Cuando terminó de hablar, le gritó al rígido Wenlan. «Wenlan, ¿qué estás haciendo ahora para congelarte? ¡Date prisa, llévate a la Tercera Joven y corre! Los caballos están atados al tercer olmo al lado de esta tienda. ¡Conduce a la Tercera Joven a caballo y escapa de aquí!»

Wenlan recuperó el sentido después de ser gritado por Wenqing. Ella inmediatamente tiró de la muñeca de Chu Lian y la sacó de la tienda.

Una vez que salieron de la tienda, Chu Lian podía oír los sonidos de peleas y gritos en un idioma que no podía entender. Bajo la luz parpadeante de las antorchas, pudo ver que los atacantes llevaban pieles y el pelo recogido en trenzas largas y delgadas.

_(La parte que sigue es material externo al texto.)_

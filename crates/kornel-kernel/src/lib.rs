//! kornel-kernel: enumeration types for shell variables and a streaming
//! `cut` engine, behind a small shell kernel.
//!
//! This crate provides:
//!
//! - **Types**: enum descriptors, the enum discipline, the type table and `enum -p`
//! - **Cut**: selector lists compiled to gap lists, column and field extractors
//! - **Interpreter**: variables with disciplines, scopes, word splitting and expansion
//! - **Arithmetic**: `$(( ))` evaluation with enum constants
//! - **VFS**: in-memory and local filesystems
//! - **Tools**: tool trait, option parsing and builtin commands
//! - **Kernel**: statement execution and configuration

pub mod arithmetic;
pub mod cut;
pub mod interpreter;
pub mod kernel;
pub mod locale;
pub mod tools;
pub mod types;
pub mod vfs;

pub use kernel::{Kernel, KernelConfig, VfsMountMode};
pub use locale::Locale;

Los ojos de Chu Lian se entrecerraron.

¡Estas personas eran los bárbaros!

Ellos manejaban espadas en sus manos y sus acciones eran tan feroces como sus apariencias. Sin embargo, no fueron muy hábiles. Solo podían depender de su fuerza masiva cuando luchaban contra la gente de la Gran Dinastía Wu.

Uno de los guardias no esquivó a tiempo y Chu Lian lo miró con sus propios ojos mientras le cortaban el brazo. El guardia se derrumbó en el suelo y gimió de dolor.

Los sonidos de la batalla rugieron a su alrededor. Aunque Chu Lian no podía soportar irse, sus miserables habilidades de autodefensa no fueron suficientes para defenderse de los fuertes bárbaros. Por mucho que quisiera quedarse y ayudar a luchar contra su enemigo, sabía sus propias fortalezas claramente. Ella no sabía nada sobre las formaciones del ejército y la lucha.

Quedarse aquí sería una carga para ellos.

Por lo tanto, Chu Lian se mordió el labio y siguió a Wenlan a ciegas, corriendo en la dirección del tirón de Wenlan en su brazo.

Cuando sus respiraciones se acortaron y sus pasos se hicieron más pesados, finalmente encontraron el lugar donde los caballos estaban atados, como Wenqing había descrito.

Wenlan estaba en el medio de desatar las riendas cuando escucharon los sonidos de dos personas hablando cerca.

Chu Lian giró hacia la dirección de la conversación con precaución.

Las voces de los tres hombres corriendo hacia ellos sonaban extrañas, y sus pasos sonaban aún más extraños.